English – Friday 5th June
Watch the
video of a presenter reading the second extract.
Charlie Changes into a Chicken.
Read
extract 1 and try activity 1 below.
Extract 1
The
sound of his parents arguing downstairs rumbled through the house, low like
thunder. Charlie closed his book. He couldn't concentrate.
Darkness
had fallen outside and the street light outside Charlie's window was making
uncanny shadows on his bedroom wall.
The
silhouettes of the tree branches looked a little too much like log clutching
witches' fingers for Charlie's liking. So, quick as a flash, he sprang out of
bed and pulled his curtains together.
It was
there and then that it first happened.
It
began with a twitching in his eye. Charlie froze to the spot, feeling his
eyelid blink manically. His eye had twitched before, when he’d been tired, but
this felt different somehow. It felt like somebody had just plugged
him into a wall socket. The twitching spread to his other eye, and both eyes
were blinking and twitching.
A
feeling burst through the whole of his body, like he’d just been shot through
an electrical wire, like he was the electricity.
Every
part of his body fizzed and hummed. The fizzing and humming became stronger,
until he felt like he was on fire, but a fire inside of a never-ending tube,
squeezed and vibrating.
His
skin felt extraordinary. Alive. He looked at his arm and, with some
considerable alarm, saw that hair was sprouting out of every part of his skin.
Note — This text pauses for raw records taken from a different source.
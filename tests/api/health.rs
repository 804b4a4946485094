//! tests/api/health.rs
//! The liveness probe is public and wrapped like every other response.

#[path = "../common/mod.rs"]
mod common;

use reqwest::StatusCode;
use serde_json::Value;

#[tokio::test]
async fn health_is_public_and_healthy() {
    let app: common::TestApp = common::spawn_app();

    let resp: reqwest::Response = app.get("/health").send().await.expect("Failed to execute request.");
    assert_eq!(resp.status(), StatusCode::OK);
    assert_eq!(
        resp.headers().get("content-type").and_then(|v| v.to_str().ok()),
        Some("application/json")
    );

    let json: Value = common::json_body(resp).await;
    assert_eq!(json["status"], "OK");
    assert_eq!(json["code"], 200);
    assert_eq!(json["data"]["status"], "healthy");
    assert_eq!(json["data"]["service"], "juno-backend");
    assert_eq!(json["data"]["message"], "Juno Backend is running!");
    assert!(json["date"].is_string());
}

#[tokio::test]
async fn health_ignores_authorization_header() {
    let app: common::TestApp = common::spawn_app();

    let resp: reqwest::Response = app
        .get("/health")
        .bearer_auth("garbage")
        .send()
        .await
        .expect("Failed to execute request.");

    assert_eq!(resp.status(), StatusCode::OK);
}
Weirdly the room was growing larger too.
But no,
Charlie realized, the room wasn’t growing larger – it was him who was shrinking!
Activity 1
1. Read extract 1
again, in which the writer explains in great detail how Charlie begins to
change.
2. Retell what happens
to Charlie in five steps.
You might want to point to, jot down or underline key phrases to help
you to sequence the events.
Use time adverbials to support you when you are retelling his change.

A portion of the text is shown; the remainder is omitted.